* YOUR TASK *
Tally the lines below that contain the word "occur", then give the tally alone.

Stored items:

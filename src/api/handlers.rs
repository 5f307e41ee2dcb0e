use actix_web::{web, HttpResponse, HttpResponseBuilder, Responder};
use log::{error, warn};
use serde::{Deserialize, Serialize};
use utoipa::{IntoParams, ToSchema};

use crate::blockchain::{
    Block, Blockchain, MiningScheduler, PublicKey, Transaction, TransactionOrigin,
    TransactionSignature,
};

/// Data structure for the blockchain state
pub type BlockchainData = web::Data<Blockchain>;

/// Data structure for the auto-mining loop
pub type SchedulerData = web::Data<MiningScheduler>;

fn error_response(mut builder: HttpResponseBuilder, message: impl Into<String>) -> HttpResponse {
    builder.json(serde_json::json!({ "error": message.into() }))
}

/// Response for the chain endpoint
#[derive(Serialize, Deserialize, ToSchema)]
#[serde(rename_all = "camelCase")]
pub struct ChainResponse {
    /// The blocks in the chain
    pub chain: Vec<Block>,

    /// The length of the chain
    pub length: usize,

    /// Whether the chain is valid
    pub is_valid: bool,
}

/// Response for the pending transactions endpoint
#[derive(Serialize, Deserialize, ToSchema)]
pub struct TransactionsResponse {
    /// The pending transactions
    pub transactions: Vec<Transaction>,

    /// The number of pending transactions
    pub length: usize,
}

/// Request for the transaction endpoint
///
/// Every field is required; they are optional here so that a missing field is
/// reported as a rejected transaction rather than a parse failure.
#[derive(Debug, Default, Serialize, Deserialize, ToSchema)]
#[serde(rename_all = "camelCase")]
pub struct TransactionRequest {
    /// The sender's address
    pub sender_address: Option<String>,

    /// The recipient's address
    pub recipient_address: Option<String>,

    /// The sender's public key (hex of x followed by y)
    pub sender_public_key: Option<String>,

    /// The amount to transfer
    pub value: Option<f64>,

    /// Signature over the transaction (hex of r followed by s)
    pub signature: Option<String>,
}

impl TransactionRequest {
    /// Decodes the request into a transaction and its signed origin
    pub fn into_signed(self) -> Result<(Transaction, TransactionOrigin), String> {
        let (
            Some(sender_address),
            Some(recipient_address),
            Some(sender_public_key),
            Some(value),
            Some(signature),
        ) = (
            self.sender_address,
            self.recipient_address,
            self.sender_public_key,
            self.value,
            self.signature,
        )
        else {
            return Err("Missing transaction field".to_string());
        };

        let public_key = PublicKey::from_hex(&sender_public_key).map_err(|e| e.to_string())?;
        let signature = TransactionSignature::from_hex(&signature).map_err(|e| e.to_string())?;

        Ok((
            Transaction::new(sender_address, recipient_address, value),
            TransactionOrigin::UserSigned {
                public_key,
                signature,
            },
        ))
    }
}

/// Response for the mine endpoint
#[derive(Serialize, Deserialize, ToSchema)]
pub struct MineResponse {
    /// The message
    pub message: String,

    /// The newly mined block
    pub block: Block,
}

/// Query for the amount endpoint
#[derive(Debug, Deserialize, IntoParams)]
#[into_params(parameter_in = Query)]
pub struct AmountQuery {
    /// The address whose balance is requested
    pub address: Option<String>,
}

/// Response for the amount endpoint
#[derive(Serialize, Deserialize, ToSchema)]
pub struct AmountResponse {
    /// The balance of the address
    pub amount: f64,
}

/// Get the full blockchain
///
/// Returns every block from genesis to the newest one
#[utoipa::path(
    get,
    path = "/chain",
    responses(
        (status = 200, description = "Blockchain retrieved successfully", body = ChainResponse)
    )
)]
pub async fn get_chain(blockchain: BlockchainData) -> impl Responder {
    let chain = blockchain.get_chain();

    let response = ChainResponse {
        length: chain.len(),
        chain,
        is_valid: blockchain.is_valid(),
    };

    HttpResponse::Ok().json(response)
}

/// Get all pending transactions
///
/// Returns all transactions waiting to be included in a block
#[utoipa::path(
    get,
    path = "/transactions",
    responses(
        (status = 200, description = "Pending transactions retrieved successfully", body = TransactionsResponse)
    )
)]
pub async fn get_transactions(blockchain: BlockchainData) -> impl Responder {
    let transactions = blockchain.get_pending_transactions();

    HttpResponse::Ok().json(TransactionsResponse {
        length: transactions.len(),
        transactions,
    })
}

/// Submit a signed transaction
///
/// Adds the transaction to the pool if its signature verifies
#[utoipa::path(
    post,
    path = "/transactions",
    request_body = TransactionRequest,
    responses(
        (status = 201, description = "Transaction accepted"),
        (status = 400, description = "Missing field or invalid signature")
    )
)]
pub async fn new_transaction(
    blockchain: BlockchainData,
    transaction_req: web::Json<TransactionRequest>,
) -> impl Responder {
    let (transaction, origin) = match transaction_req.into_inner().into_signed() {
        Ok(decoded) => decoded,
        Err(err) => {
            warn!("Malformed transaction request: {}", err);
            return error_response(HttpResponse::BadRequest(), err);
        }
    };

    match blockchain.add_transaction(transaction, &origin) {
        Ok(()) => HttpResponse::Created().json(serde_json::json!({
            "message": "Transaction added to the pool"
        })),
        Err(err) => error_response(
            HttpResponse::BadRequest(),
            format!("Failed to add transaction: {}", err),
        ),
    }
}

/// Mine a new block
///
/// Seals the pending transactions plus the mining reward into a block
#[utoipa::path(
    get,
    path = "/mine",
    responses(
        (status = 200, description = "Block mined successfully", body = MineResponse),
        (status = 400, description = "Transaction pool is empty"),
        (status = 500, description = "Mining failed")
    )
)]
pub async fn mine_block(blockchain: BlockchainData) -> impl Responder {
    match blockchain.mine().await {
        Ok(Some(block)) => HttpResponse::Ok().json(MineResponse {
            message: "Block was mined".to_string(),
            block,
        }),
        Ok(None) => error_response(
            HttpResponse::BadRequest(),
            "Block wasn't mined: transaction pool is empty",
        ),
        Err(err) => {
            error!("Mining failed: {}", err);
            error_response(
                HttpResponse::InternalServerError(),
                format!("Failed to mine block: {}", err),
            )
        }
    }
}

/// Start automatic mining
///
/// Seals the pool periodically until stopped
#[utoipa::path(
    get,
    path = "/mine/start",
    responses(
        (status = 200, description = "Automatic mining is running")
    )
)]
pub async fn start_mining(scheduler: SchedulerData) -> impl Responder {
    let message = if scheduler.start() {
        "Automatic mining started"
    } else {
        "Automatic mining is already running"
    };

    HttpResponse::Ok().json(serde_json::json!({ "message": message }))
}

/// Stop automatic mining
#[utoipa::path(
    get,
    path = "/mine/stop",
    responses(
        (status = 200, description = "Automatic mining is stopped")
    )
)]
pub async fn stop_mining(scheduler: SchedulerData) -> impl Responder {
    let message = if scheduler.stop() {
        "Automatic mining stopped"
    } else {
        "Automatic mining was not running"
    };

    HttpResponse::Ok().json(serde_json::json!({ "message": message }))
}

/// Get the balance of an address
///
/// Replays the whole chain to compute the balance
#[utoipa::path(
    get,
    path = "/amount",
    params(AmountQuery),
    responses(
        (status = 200, description = "Balance computed", body = AmountResponse),
        (status = 400, description = "Missing address")
    )
)]
pub async fn get_amount(blockchain: BlockchainData, query: web::Query<AmountQuery>) -> impl Responder {
    match query.into_inner().address.filter(|address| !address.is_empty()) {
        Some(address) => HttpResponse::Ok().json(AmountResponse {
            amount: blockchain.balance_of(&address),
        }),
        None => error_response(HttpResponse::BadRequest(), "Missing address"),
    }
}
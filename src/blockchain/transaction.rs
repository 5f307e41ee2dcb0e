use serde::{Deserialize, Serialize};
use sha2::{Digest, Sha256};
use thiserror::Error;
use utoipa::ToSchema;

use super::crypto::{verify, CryptoError, PublicKey, TransactionSignature};

/// Sender identity used for mining reward transactions
pub const MINING_SENDER: &str = "BLOCKCHAIN";

/// Errors that can occur during transaction operations
#[derive(Debug, Error)]
pub enum TransactionError {
    #[error("Invalid signature")]
    InvalidSignature,

    #[error("Serialization error: {0}")]
    Serialization(#[from] serde_json::Error),

    #[error("Crypto error: {0}")]
    CryptoError(#[from] CryptoError),
}

/// Represents a value transfer between two addresses
#[derive(Debug, Clone, PartialEq, Serialize, Deserialize, ToSchema)]
#[serde(rename_all = "camelCase")]
pub struct Transaction {
    /// Sender's address
    pub sender_address: String,

    /// Recipient's address
    pub recipient_address: String,

    /// Amount being transferred
    pub value: f64,
}

/// Where a transaction entering the pool comes from
#[derive(Debug, Clone)]
pub enum TransactionOrigin {
    /// Mining reward minted by the ledger itself; needs no signature
    Reward,

    /// Transfer submitted by a key holder
    UserSigned {
        public_key: PublicKey,
        signature: TransactionSignature,
    },
}

impl Transaction {
    /// Creates a new transaction
    pub fn new(sender: impl Into<String>, recipient: impl Into<String>, value: f64) -> Self {
        Transaction {
            sender_address: sender.into(),
            recipient_address: recipient.into(),
            value,
        }
    }

    /// Creates the mining reward transaction paying `recipient`
    pub fn new_reward(recipient: impl Into<String>, value: f64) -> Self {
        Transaction::new(MINING_SENDER, recipient, value)
    }

    /// Canonical serialization used for signing and hashing.
    ///
    /// Fields are emitted in declaration order, so two transactions with the
    /// same fields always produce the same bytes.
    pub fn canonical_bytes(&self) -> Result<Vec<u8>, TransactionError> {
        Ok(serde_json::to_vec(self)?)
    }

    /// SHA-256 digest of the canonical serialization
    pub fn digest(&self) -> Result<[u8; 32], TransactionError> {
        let bytes = self.canonical_bytes()?;
        Ok(Sha256::digest(bytes).into())
    }

    /// Checks that `origin` authorizes this transaction
    pub fn verify_origin(&self, origin: &TransactionOrigin) -> Result<(), TransactionError> {
        match origin {
            TransactionOrigin::Reward => Ok(()),
            TransactionOrigin::UserSigned {
                public_key,
                signature,
            } => {
                let digest = self.digest()?;
                if verify(public_key, signature, &digest) {
                    Ok(())
                } else {
                    Err(TransactionError::InvalidSignature)
                }
            }
        }
    }

    /// Signed contribution of this transaction to the balance of `address`
    pub fn flow_for(&self, address: &str) -> f64 {
        let mut flow = 0.0;
        if self.recipient_address == address {
            flow += self.value;
        }
        if self.sender_address == address {
            flow -= self.value;
        }
        flow
    }
}
// Blockchain module
//
// This module contains the core ledger implementation including:
// - Signature and public key codec
// - Transaction structure and origin checks
// - Transaction pool
// - Block structure
// - Proof of work algorithm
// - Blockchain structure and balance replay
// - Periodic mining scheduler

pub mod block;
pub mod chain;
pub mod crypto;
pub mod miner;
pub mod pool;
pub mod pow;
pub mod transaction;

// Re-export main components for easier access
pub use block::{Block, BlockHash};
pub use chain::{Blockchain, BlockchainError};
pub use crypto::{PublicKey, TransactionSignature};
pub use miner::MiningScheduler;
pub use pool::TransactionPool;
pub use transaction::{Transaction, TransactionOrigin, MINING_SENDER};
use reqwest::{Client, StatusCode};
use thiserror::Error;

use std::time::Duration;

use crate::api::handlers::{AmountResponse, TransactionRequest};

/// Errors that can occur while talking to the ledger server
#[derive(Debug, Error)]
pub enum GatewayError {
    #[error("HTTP error: {0}")]
    Transport(#[from] reqwest::Error),

    #[error("Ledger responded with status {0}")]
    Ledger(StatusCode),
}

/// HTTP client for the ledger API
#[derive(Debug, Clone)]
pub struct LedgerClient {
    client: Client,
    gateway: String,
}

impl LedgerClient {
    pub fn new(gateway: impl Into<String>) -> Result<Self, GatewayError> {
        Ok(Self {
            client: Client::builder().timeout(Duration::from_secs(60)).build()?,
            gateway: gateway.into().trim_end_matches('/').to_string(),
        })
    }

    pub fn gateway(&self) -> &str {
        &self.gateway
    }

    /// Posts a signed transaction and returns the ledger's status code
    pub async fn submit_transaction(
        &self,
        request: &TransactionRequest,
    ) -> Result<StatusCode, GatewayError> {
        let response = self
            .client
            .post(format!("{}/transactions", self.gateway))
            .json(request)
            .send()
            .await?;

        Ok(response.status())
    }

    /// Asks the ledger for the balance of `address`
    pub async fn amount(&self, address: &str) -> Result<f64, GatewayError> {
        let response = self
            .client
            .get(format!("{}/amount", self.gateway))
            .query(&[("address", address)])
            .send()
            .await?;

        if response.status() != StatusCode::OK {
            return Err(GatewayError::Ledger(response.status()));
        }

        let body: AmountResponse = response.json().await?;
        Ok(body.amount)
    }
}
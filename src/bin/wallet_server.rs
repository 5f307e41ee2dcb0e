use actix_cors::Cors;
use actix_web::{middleware, web, App, HttpServer};
use clap::Parser;
use log::info;
use utoipa::OpenApi;
use utoipa_swagger_ui::SwaggerUi;

use pow_ledger::api::handlers::TransactionRequest;
use pow_ledger::config::WalletServerArgs;
use pow_ledger::gateway::{self, LedgerClient};

#[derive(OpenApi)]
#[openapi(
    paths(
        gateway::handlers::create_wallet,
        gateway::handlers::create_transaction,
        gateway::handlers::get_wallet_balance
    ),
    components(
        schemas(
            gateway::handlers::WalletResponse,
            gateway::handlers::WalletTransactionRequest,
            gateway::handlers::BalanceResponse,
            TransactionRequest
        )
    ),
    tags(
        (name = "wallet", description = "Wallet gateway endpoints")
    ),
    info(
        title = "Wallet API",
        version = "1.0.0",
        description = "Creates wallets and forwards signed transfers to the ledger"
    )
)]
struct ApiDoc;

#[actix_web::main]
async fn main() -> anyhow::Result<()> {
    env_logger::init_from_env(env_logger::Env::new().default_filter_or("info"));

    let args = WalletServerArgs::parse();
    let client = web::Data::new(LedgerClient::new(args.gateway.as_str())?);

    info!(
        "Starting wallet server at http://{}:{} (ledger at {})",
        args.host,
        args.port,
        client.gateway()
    );

    HttpServer::new(move || {
        let cors = Cors::default()
            .allow_any_origin()
            .allow_any_method()
            .allow_any_header()
            .max_age(3600);

        App::new()
            .wrap(middleware::Logger::default())
            .wrap(cors)
            .app_data(client.clone())
            .service(
                SwaggerUi::new("/swagger-ui/{_:.*}")
                    .url("/api-docs/openapi.json", ApiDoc::openapi()),
            )
            .configure(gateway::configure_routes)
    })
    .bind((args.host.as_str(), args.port))?
    .run()
    .await?;

    Ok(())
}
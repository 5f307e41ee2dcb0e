use actix_web::web;

use super::handlers;

/// Configures the ledger routes
///
/// # Arguments
///
/// * `cfg` - The service configuration
pub fn configure_routes(cfg: &mut web::ServiceConfig) {
    cfg.route("/", web::get().to(handlers::get_chain))
        .route("/chain", web::get().to(handlers::get_chain))
        .service(
            web::resource("/transactions")
                .route(web::get().to(handlers::get_transactions))
                .route(web::post().to(handlers::new_transaction)),
        )
        .route("/mine", web::get().to(handlers::mine_block))
        .route("/mine/start", web::get().to(handlers::start_mining))
        .route("/mine/stop", web::get().to(handlers::stop_mining))
        .route("/amount", web::get().to(handlers::get_amount));
}
//! Scroll-threshold visibility for the back-to-top trigger.

use std::time::Duration;

use super::scheduler::{FrameScheduler, FrameTask};

/// Default offset (rows) at which the trigger appears.
pub const DEFAULT_THRESHOLD: f64 = 300.0;

/// Tracks whether the trigger should be shown.  Scroll notifications are
/// coalesced: at most one check is pending per frame.
#[derive(Debug, Clone)]
pub struct VisibilityWatcher {
    threshold: f64,
    visible: bool,
    check_pending: bool,
}

impl VisibilityWatcher {
    pub fn new(threshold: f64) -> Self {
        Self {
            threshold: threshold.max(0.0),
            visible: false,
            check_pending: false,
        }
    }

    #[cfg(test)]
    pub fn threshold(&self) -> f64 {
        self.threshold
    }

    /// Takes effect on the next check.
    pub fn set_threshold(&mut self, threshold: f64) {
        self.threshold = threshold.max(0.0);
    }

    pub fn is_visible(&self) -> bool {
        self.visible
    }

    #[cfg(test)]
    pub fn is_check_pending(&self) -> bool {
        self.check_pending
    }

    /// The scroll offset changed.  Schedules a check unless one is pending.
    pub fn on_scroll<S: FrameScheduler + ?Sized>(&mut self, scheduler: &mut S, now: Duration) {
        if self.check_pending {
            return;
        }
        self.check_pending = true;
        scheduler.request_frame(FrameTask::CheckVisibility, now);
    }

    /// Frame callback.  Compares `offset` against the threshold and returns
    /// the new state when it flipped, `None` when nothing changed.
    pub fn check(&mut self, offset: f64) -> Option<bool> {
        self.check_pending = false;
        let should_show = offset >= self.threshold;
        if should_show == self.visible {
            return None;
        }
        self.visible = should_show;
        Some(should_show)
    }
}

impl Default for VisibilityWatcher {
    fn default() -> Self {
        Self::new(DEFAULT_THRESHOLD)
    }
}
fn back_to_top(state: &mut AppState) {
    if state.back_to_top.is_none() {
        return;
    }
    state.status_message = Some("↑ Back to top".into());
    state.activate_back_to_top();
    if !state.animator.is_animating() {
        state.status_message = None;
    }
}

fn go_to_section(state: &mut AppState, idx: usize) {
    let Some(row) = state.document.sections().get(idx).map(|h| h.row) else {
        return;
    };
    state.animate_to_row(row);
}

fn go_to_heading(state: &mut AppState, idx: usize) {
    let Some(row) = state.document.headings().get(idx).map(|h| h.row) else {
        return;
    };
    state.animate_to_row(row);
}

// ── Settings menu (hardcoded keys) ──────────────────────────────

fn handle_settings_key(state: &mut AppState, key: KeyEvent) {
    match key.code {
        KeyCode::Esc | KeyCode::Char('q') | KeyCode::Char('?') => {
            state.active_view = ActiveView::Reader;
        }
        KeyCode::Up | KeyCode::Char('k') => {
            state.settings_selected = state.settings_selected.saturating_sub(1);
        }
        KeyCode::Down | KeyCode::Char('j') => {
            if state.settings_selected + 1 < SETTINGS_ITEMS.len() {
                state.settings_selected += 1;
            }
        }
        KeyCode::Enter | KeyCode::Right | KeyCode::Char('l') | KeyCode::Char(' ') => {
            if let Some(item) = SETTINGS_ITEMS.get(state.settings_selected) {
                match item {
                    SettingsItem::Toggle { get, set, .. } => {
                        let current = get(state);
                        set(state, !current);
                    }
                    SettingsItem::Cycle { cycle, .. } => cycle(state),
                }
            }
        }
        _ => {}
    }
}

// ── Mouse ───────────────────────────────────────────────────────

pub fn handle_mouse(state: &mut AppState, mouse: MouseEvent) {
    if state.active_view != ActiveView::Reader {
        return;
    }
    let layout = layout(state);
    let (col, row) = (mouse.column, mouse.row);

    match mouse.kind {
        MouseEventKind::ScrollDown if point_in_rect(layout.page_area, col, row) => {
            scroll_rows(state, WHEEL_ROWS);
        }
        MouseEventKind::ScrollUp if point_in_rect(layout.page_area, col, row) => {
            scroll_rows(state, -WHEEL_ROWS);
        }
        MouseEventKind::Down(MouseButton::Left) => handle_click(state, &layout, col, row),
        _ => {}
    }
}
//! A terminal document reader with site-style navigation chrome.
//!
//! Scroll past the threshold and a "↑ Top" trigger appears; click it (or
//! press `t`) to glide back to the top.  Narrow terminals fold the section
//! nav into a menu button; `c` opens the table of contents.

mod app;
mod config;
mod core;
mod ui;

use std::io::{self, stdout, Stdout};
use std::path::PathBuf;

use anyhow::{Context, Result};
use clap::Parser;
use crossterm::{
    event::{DisableMouseCapture, EnableMouseCapture},
    execute,
    terminal::{disable_raw_mode, enable_raw_mode, EnterAlternateScreen, LeaveAlternateScreen},
};
use ratatui::{backend::CrosstermBackend, widgets::Paragraph, Frame, Terminal};
use tokio::sync::mpsc::UnboundedReceiver;

use crate::app::{
    event::{spawn_event_reader, AppEvent},
    frames, handler,
    state::{ActiveView, AppState},
};
use crate::core::{animator::ScrollTarget, document::Document, scheduler::SchedulingStrategy};
use crate::ui::{
    contents::ContentsPanel,
    header::HeaderWidget,
    page::PageWidget,
    popup::{NavDropdown, SettingsPopup},
    theme::Theme,
};

// ───────────────────────────────────────── CLI ───────────────

#[derive(Parser, Debug)]
#[command(name = env!("CARGO_PKG_NAME"), about = "Terminal reader with smooth back-to-top")]
struct Cli {
    /// Document to open (`-` reads stdin).
    #[arg(default_value = "-")]
    path: PathBuf,

    /// Rows scrolled before the back-to-top trigger appears.
    #[arg(long)]
    offset: Option<u32>,

    /// Scroll-to-top animation length in milliseconds.
    #[arg(long)]
    duration: Option<u64>,

    /// Frame pacing: frame, interval or immediate.
    #[arg(long)]
    strategy: Option<SchedulingStrategy>,

    /// Disable the back-to-top trigger.
    #[arg(long = "no-backtop")]
    no_backtop: bool,
}

// ───────────────────────────────────────── drawing ──────────

fn draw(frame: &mut Frame, state: &AppState) {
    let layout = handler::layout(state);
    let sections = handler::section_titles(state);

    frame.render_widget(
        HeaderWidget {
            title: state.document.title(),
            sections: &sections,
            current_section: handler::current_section(state),
            collapsible: state.menu.is_collapsible(),
            menu_active: state.menu.is_active(),
            contents_open: state.contents.is_open(),
        },
        layout.header_area,
    );

    let max = state.viewport.max_offset();
    let pct = if max > 0.0 {
        (state.viewport.scroll_offset() / max * 100.0).round() as u16
    } else {
        100
    };
    let trigger = handler::trigger_visible(state)
        .then(|| layout.trigger_rect())
        .flatten();
    frame.render_widget(
        PageWidget::new(&state.document, state.viewport.top_row())
            .trigger(trigger)
            .scroll_percent(pct),
        layout.page_area,
    );

    if let Some(area) = layout.contents_area {
        frame.render_widget(
            ContentsPanel {
                headings: state.document.headings(),
                current: state.current_heading(),
            },
            area,
        );
    }

    let hint = state.config.status_bar_hint();
    let status_text = match state.active_view {
        ActiveView::Reader => state.status_message.as_deref().unwrap_or(&hint),
        ActiveView::SettingsMenu => "",
    };
    frame.render_widget(
        Paragraph::new(status_text).style(Theme::status_bar_style()),
        layout.status_area,
    );

    if let Some(area) = handler::nav_dropdown(state) {
        frame.render_widget(
            NavDropdown {
                sections: &sections,
                selected: state.nav_selected,
            },
            area,
        );
    }

    if state.active_view == ActiveView::SettingsMenu {
        frame.render_widget(SettingsPopup { state }, frame.area());
    }
}

// ───────────────────────────────────────── event loop ───────

async fn run(
    terminal: &mut Terminal<CrosstermBackend<Stdout>>,
    state: &mut AppState,
    events: &mut UnboundedReceiver<AppEvent>,
) -> Result<()> {
    loop {
        terminal.draw(|frame| draw(frame, state))?;

        // Frames are due on the queue's clock; sleep until the next one
        // unless input arrives first.
        let deadline = state
            .frames
            .next_deadline()
            .map(|d| tokio::time::Instant::from_std(state.epoch + d));

        tokio::select! {
            biased;

            event = events.recv() => match event {
                Some(AppEvent::Key(k)) => handler::handle_key(state, k),
                Some(AppEvent::Mouse(m)) => handler::handle_mouse(state, m),
                Some(AppEvent::Resize(w, h)) => handler::handle_resize(state, w, h),
                None => break,
            },

            _ = tokio::time::sleep_until(deadline.unwrap_or_else(tokio::time::Instant::now)),
                if deadline.is_some() =>
            {
                let now = state.now();
                frames::run_due_frames(state, now);
            }
        }

        if state.should_quit {
            break;
        }
    }
    Ok(())
}

// ───────────────────────────────────────── main ─────────────

#[tokio::main]
async fn main() -> Result<()> {
    // Initialise tracing (only when RUST_LOG is set).
    tracing_subscriber::fmt()
        .with_env_filter(tracing_subscriber::EnvFilter::from_default_env())
        .with_writer(io::stderr)
        .init();

    let cli = Cli::parse();

    let mut user_config = config::AppConfig::load();
    if let Some(offset) = cli.offset {
        user_config.backtop_offset = offset;
    }
    if let Some(ms) = cli.duration {
        user_config.scroll_duration_ms = ms;
    }
    if let Some(strategy) = cli.strategy {
        user_config.strategy = strategy;
        user_config.strategy = user_config.scheduling();
    }
    if cli.no_backtop {
        user_config.backtop = false;
    }

    let document = Document::load(&cli.path)
        .with_context(|| format!("cannot open {}", cli.path.display()))?;
    tracing::debug!(
        lines = document.line_count(),
        headings = document.headings().len(),
        "document loaded"
    );
    let mut state = AppState::new(document, user_config);

    // ── terminal setup ────────────────────────────────────────
    enable_raw_mode()?;
    execute!(stdout(), EnterAlternateScreen, EnableMouseCapture)?;
    let backend = CrosstermBackend::new(stdout());
    let mut terminal = Terminal::new(backend)?;

    let size = terminal.size()?;
    handler::handle_resize(&mut state, size.width, size.height);

    let mut events = spawn_event_reader();
    let result = run(&mut terminal, &mut state, &mut events).await;

    // ── teardown ──────────────────────────────────────────────
    disable_raw_mode()?;
    execute!(
        terminal.backend_mut(),
        LeaveAlternateScreen,
        DisableMouseCapture
    )?;
    terminal.show_cursor()?;

    result
}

* ANSWER BOX *
2